Guillaume Binet, photo extraite de son compte twitter

Altruiste, pour les uns, véritable philanthrope ou simple photographe pour les autres, Guillaume Binet ne cesse de développer les collaborations avec les ONG depuis 2015. Dans la nuit du jeudi 8 octobre 2021, à l’occasion du 50ème anniversaire de Médecins Sans Frontières, il témoigne en faveur d’une « alliance objective » entre humanitaires et journalistes sur les zones de guerre. 

Le lendemain, nous le retrouvons au café de l’Europe, en plein centre de Bayeux. Au premier abord farouche, derrière ses grands yeux marrons et ses lunettes grises pourtant se cache un regard très lumineux.

Issu d’une famille aisée d’origine parisienne, Guillaume Binet intègre l’école des Arts décoratifs dans le but de devenir photographe, mais c’est bien plus tard qu’il réalisera qu’il souhaite devenir photographe documentaire « pour raconter une histoire et non mettre en valeur un instant précis ».

Au début des années 2000, âgé alors de 25 ans, il commence sa carrière de photographe freelance pour Libération et travaille en parallèle pour d’autres médias orientés à gauche. 

2011 marque un nouveau tournant dans la carrière de Guillaume Binet : la révolte des printemps arabes en Libye le pousse à collaborer avec Médecins Sans Frontières.

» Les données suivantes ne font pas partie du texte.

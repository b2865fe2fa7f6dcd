//! Taxonomy vocabulary - trigger keywords for each cognitive level.

use once_cell::sync::Lazy;
use regex::Regex;
use serde::Serialize;

use crate::domain::foundation::{CognitiveLevel, ValidationError, LEVEL_COUNT};

/// Keyword sets for the six cognitive levels, with precompiled matchers.
///
/// Keyword sets may overlap across levels; the ambiguity is intentional and
/// resolved by scoring, not by vocabulary design. Matching is case-insensitive
/// and bounded by word boundaries, so "applied" never matches "apply".
#[derive(Debug, Clone, Serialize)]
pub struct Vocabulary {
    #[serde(skip)]
    matchers: Vec<Vec<Regex>>,
    keywords: Vec<Vec<String>>,
}

impl Vocabulary {
    /// Builds a vocabulary from one keyword set per level, in canonical order.
    ///
    /// # Errors
    ///
    /// Returns `ValidationError` if any level's set is empty or any keyword
    /// is blank.
    pub fn try_new(sets: [Vec<String>; LEVEL_COUNT]) -> Result<Self, ValidationError> {
        let mut keywords = Vec::with_capacity(LEVEL_COUNT);
        let mut matchers = Vec::with_capacity(LEVEL_COUNT);

        for (level, set) in CognitiveLevel::all().iter().zip(sets.into_iter()) {
            if set.is_empty() {
                return Err(ValidationError::empty_field(format!(
                    "keyword set for {}",
                    level
                )));
            }

            let mut level_matchers = Vec::with_capacity(set.len());
            for keyword in &set {
                if keyword.trim().is_empty() {
                    return Err(ValidationError::empty_field(format!(
                        "keyword in set for {}",
                        level
                    )));
                }
                level_matchers.push(whole_phrase_matcher(keyword));
            }

            keywords.push(set);
            matchers.push(level_matchers);
        }

        Ok(Self { matchers, keywords })
    }

    /// Returns the keywords for a level, in declaration order.
    pub fn keywords(&self, level: CognitiveLevel) -> &[String] {
        &self.keywords[level.order_index()]
    }

    /// Returns the precompiled whole-phrase matchers for a level.
    pub fn matchers(&self, level: CognitiveLevel) -> &[Regex] {
        &self.matchers[level.order_index()]
    }
}

impl Default for Vocabulary {
    fn default() -> Self {
        DEFAULT_VOCABULARY.clone()
    }
}

/// Builds a case-insensitive, word-boundary-anchored matcher for a keyword
/// or short phrase. The keyword is escaped, so the pattern is always valid.
fn whole_phrase_matcher(keyword: &str) -> Regex {
    Regex::new(&format!(r"(?i)\b{}\b", regex::escape(keyword.trim())))
        .expect("escaped keyword is a valid pattern")
}

/// The standard Bloom's Taxonomy trigger vocabulary.
pub static DEFAULT_VOCABULARY: Lazy<Vocabulary> = Lazy::new(|| {
    let to_owned = |words: &[&str]| words.iter().map(|w| w.to_string()).collect::<Vec<_>>();

    Vocabulary::try_new([
        to_owned(&[
            "define", "list", "state", "identify", "recall", "recognize", "describe", "name",
            "locate", "find", "label", "select", "choose", "match", "outline", "restate",
            "duplicate", "memorize", "highlight", "indicate",
        ]),
        to_owned(&[
            "explain", "summarize", "interpret", "classify", "compare", "exemplify",
            "illustrate", "rephrase", "translate", "estimate", "predict", "infer", "conclude",
            "generalize", "expand", "discuss", "review", "give an example",
        ]),
        to_owned(&[
            "apply", "demonstrate", "use", "implement", "solve", "operate", "execute", "show",
            "illustrate", "practice", "calculate", "modify", "construct", "produce",
            "experiment", "make", "change", "complete", "discover",
        ]),
        to_owned(&[
            "differentiate", "organize", "attribute", "examine", "compare", "contrast",
            "investigate", "categorize", "separate", "distinguish", "analyze", "inspect",
            "probe", "deconstruct", "correlate", "test", "relate", "study", "trace",
        ]),
        to_owned(&[
            "judge", "recommend", "criticize", "assess", "justify", "support", "defend",
            "argue", "evaluate", "appraise", "conclude", "prioritize", "rank", "score",
            "choose", "weigh", "estimate", "validate", "interpret",
        ]),
        to_owned(&[
            "design", "construct", "develop", "formulate", "generate", "produce", "invent",
            "compose", "assemble", "plan", "create", "originate", "initiate", "propose",
            "write", "prepare", "devise", "build", "model",
        ]),
    ])
    .expect("default vocabulary is valid")
});
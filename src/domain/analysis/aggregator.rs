//! Aggregator - document-level distribution of dominant levels.

use serde::Serialize;

use super::QuestionAnalysis;
use crate::domain::foundation::{round2, CognitiveLevel, Percentage, LEVEL_COUNT};
use crate::domain::taxonomy::IdealDistribution;

/// One row of the document-level comparison: how often a level was dominant
/// across the paper's questions, next to its target share.
#[derive(Debug, Clone, PartialEq, Serialize)]
pub struct LevelBreakdown {
    pub level: CognitiveLevel,
    pub question_count: usize,
    /// Percentage of questions whose dominant level is this one.
    pub actual: Percentage,
    pub ideal: Percentage,
}

/// Document-level summary across all questions.
///
/// `breakdown` always holds all six levels in canonical order; levels that
/// dominated no question keep zero entries.
#[derive(Debug, Clone, PartialEq, Serialize)]
pub struct PaperSummary {
    pub total_questions: usize,
    pub breakdown: Vec<LevelBreakdown>,
}

/// Aggregator over per-question results. Pure and stateless.
pub struct Aggregator;

impl Aggregator {
    /// Combines per-question results into the document-level summary.
    ///
    /// # Edge Cases
    /// - No questions: All-zero percentages, not a failure.
    pub fn summarize(results: &[QuestionAnalysis], ideal: &IdealDistribution) -> PaperSummary {
        let mut counts = [0usize; LEVEL_COUNT];
        for result in results {
            counts[result.dominance.level.order_index()] += 1;
        }

        let total = results.len();
        let breakdown = CognitiveLevel::all()
            .iter()
            .map(|level| {
                let question_count = counts[level.order_index()];
                let actual = if total == 0 {
                    Percentage::ZERO
                } else {
                    Percentage::new(round2(question_count as f64 / total as f64 * 100.0))
                };
                LevelBreakdown {
                    level: *level,
                    question_count,
                    actual,
                    ideal: ideal.target(*level),
                }
            })
            .collect();

        PaperSummary {
            total_questions: total,
            breakdown,
        }
    }
}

Son statut d’indépendant ne lui garantissait plus une intégrité physique et une sécurité financière « je me faisais peur moi-même et j’avais besoin d’être encadré ». 

Mais c’est la guerre au Yémen qui modifiera totalement sa manière de travailler  : subordonné à la hiérarchie des ONG, il accompagne les humanitaires pour illustrer leurs opérations sur le terrain « je reconnais faire de la communication pour certaines organisations non gouvernementales, mais toutefois je continue de photographier des scènes de guerres pour informer et alerter.»

Également responsable de l’agence Myop, Guillaume Binet désire développer ses projets avec davantage d’organes de presse « car je veux continuer à me sentir utile ».